**HOW TO COMPLETE THIS TASK**
Every line containing "callback" should be copied out. Go through the entries and find them.
============
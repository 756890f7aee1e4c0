// Licensed under the Apache License, Version 2.0 <LICENSE-APACHE or
// http://apache.org/licenses/LICENSE-2.0> or the MIT license <LICENSE-MIT or
// http://opensource.org/licenses/MIT>, at your option. This file may not be
// copied, modified, or distributed except according to those terms.

//! The forward-difference Jacobian fallback of spec §6: wraps a
//! residual-only callback and estimates each Jacobian column as
//! `(r(x + eps_j e_j) - r(x)) / eps_j` with `eps_j = sqrt(eps) * max(1,
//! |x_j|)`.
//!
//! Only a dense Jacobian is produced — forward-differencing into a sparse
//! pattern would require knowing the sparsity ahead of time, which spec §1
//! places out of scope (no automatic differentiation beyond this fallback).

use crate::problem::LeastSquaresProblem;
use nalgebra::{DMatrix, DVector};

/// A residual-only callback: has no analytic Jacobian. `Clone` is required
/// so `compute_jacobian` (which only borrows `&self`, per the
/// `LeastSquaresProblem` contract) can perturb a throwaway copy per column
/// rather than mutating `self.inner`'s cached input.
pub trait ResidualsOnly: Clone {
    /// `N`, the number of free parameters.
    fn num_inputs(&self) -> usize;
    /// `M`, the number of residuals.
    fn num_outputs(&self) -> usize;
    /// Set the input at which subsequent `compute_residuals` calls evaluate.
    fn set_input(&mut self, x: &DVector<f64>);
    /// Write the `M` residuals at the last `set_input`-ed point into `r`.
    fn compute_residuals(&self, r: &mut DVector<f64>);
}

/// Adapts a [`ResidualsOnly`] callback into a [`LeastSquaresProblem`] by
/// estimating the Jacobian column-by-column via forward differences.
pub struct ForwardDiffJacobian<R> {
    inner: R,
    x: DVector<f64>,
}

impl<R: ResidualsOnly> ForwardDiffJacobian<R> {
    /// Wrap `inner`.
    pub fn new(inner: R) -> Self {
        let n = inner.num_inputs();
        ForwardDiffJacobian {
            inner,
            x: DVector::zeros(n),
        }
    }
}

impl<R: ResidualsOnly> LeastSquaresProblem for ForwardDiffJacobian<R> {
    type Jacobian = DMatrix<f64>;

    fn num_inputs(&self) -> usize {
        self.inner.num_inputs()
    }

    fn num_outputs(&self) -> usize {
        self.inner.num_outputs()
    }

    fn set_input(&mut self, x: &DVector<f64>) {
        self.x = x.clone();
        self.inner.set_input(x);
    }

    fn compute_residuals(&self, r: &mut DVector<f64>) {
        self.inner.compute_residuals(r);
    }

    fn compute_jacobian(&self, jacobian: &mut DMatrix<f64>) {
        let sqrt_eps = f64::EPSILON.sqrt();
        let n = self.num_inputs();
        let m = self.num_outputs();

        let mut r0 = DVector::zeros(m);
        self.inner.compute_residuals(&mut r0);

        let mut r_pert = DVector::zeros(m);
        for j in 0..n {
            let eps_j = sqrt_eps * self.x[j].abs().max(1.0);

            let mut perturbed = self.inner.clone();
            let mut x_pert = self.x.clone();
            x_pert[j] += eps_j;
            perturbed.set_input(&x_pert);
            perturbed.compute_residuals(&mut r_pert);

            for i in 0..m {
                jacobian[(i, j)] = (r_pert[i] - r0[i]) / eps_j;
            }
        }
    }
}

#[cfg(test)]
mod tests {
    use super::*;
    use approx::assert_relative_eq;
    use finitediff::FiniteDiff;
    use proptest::prelude::*;

    #[derive(Clone)]
    struct Quadratic {
        x: DVector<f64>,
    }

    impl ResidualsOnly for Quadratic {
        fn num_inputs(&self) -> usize {
            2
        }
        fn num_outputs(&self) -> usize {
            2
        }
        fn set_input(&mut self, x: &DVector<f64>) {
            self.x = x.clone();
        }
        fn compute_residuals(&self, r: &mut DVector<f64>) {
            r[0] = self.x[0] * self.x[0];
            r[1] = self.x[1];
        }
    }

    #[test]
    fn forward_diff_matches_analytic_jacobian() {
        let mut fd = ForwardDiffJacobian::new(Quadratic { x: DVector::zeros(2) });
        let x = DVector::from_vec(vec![3.0, -2.0]);
        fd.set_input(&x);

        let mut jacobian = DMatrix::zeros(2, 2);
        fd.compute_jacobian(&mut jacobian);

        // d(x0^2)/dx0 = 2*x0 = 6, d(x1)/dx1 = 1
        assert_relative_eq!(jacobian[(0, 0)], 6.0, epsilon = 1e-4);
        assert_relative_eq!(jacobian[(0, 1)], 0.0, epsilon = 1e-6);
        assert_relative_eq!(jacobian[(1, 0)], 0.0, epsilon = 1e-6);
        assert_relative_eq!(jacobian[(1, 1)], 1.0, epsilon = 1e-6);
    }

    // Cross-checks `ForwardDiffJacobian` against the `finitediff` crate's own
    // `forward_jacobian`, over proptest-generated inputs -- the same
    // finite-difference-vs-closed-form pairing `argmin-testfunctions` runs
    // (e.g. `ackley.rs`'s `test_ackley_derivative_finitediff`), but here both
    // sides are finite-difference estimates rather than one closed-form and
    // one estimate. Restricted to `|x_j| <= 1` so `eps_j = sqrt(eps) *
    // max(1, |x_j|)` here coincides exactly with `finitediff`'s fixed
    // `sqrt(EPS_F64)` step -- outside that range the two step sizes diverge
    // by construction, not by bug.
    proptest! {
        #[test]
        fn forward_diff_matches_finitediff_crate(x0 in -1.0..1.0, x1 in -1.0..1.0) {
            let mut fd = ForwardDiffJacobian::new(Quadratic { x: DVector::zeros(2) });
            let x = DVector::from_vec(vec![x0, x1]);
            fd.set_input(&x);
            let mut jacobian = DMatrix::zeros(2, 2);
            fd.compute_jacobian(&mut jacobian);

            let residuals = |x: &Vec<f64>| -> Vec<f64> { vec![x[0] * x[0], x[1]] };
            // `finitediff::forward_jacobian` returns its result indexed
            // `[input_index][output_index]` (it perturbs one input per outer
            // step), the transpose of this crate's `jacobian[(output,
            // input)]` convention.
            let jacobian_fd = vec![x0, x1].forward_jacobian(&residuals);

            for i in 0..2 {
                for j in 0..2 {
                    assert_relative_eq!(jacobian[(i, j)], jacobian_fd[j][i], epsilon = 1e-9);
                }
            }
        }
    }
}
============
**ANSWER TO THIS PROBLEM**
//! residual-only callback and estimates each Jacobian column as
/// A residual-only callback: has no analytic Jacobian. `Clone` is required
/// Adapts a [`ResidualsOnly`] callback into a [`LeastSquaresProblem`] by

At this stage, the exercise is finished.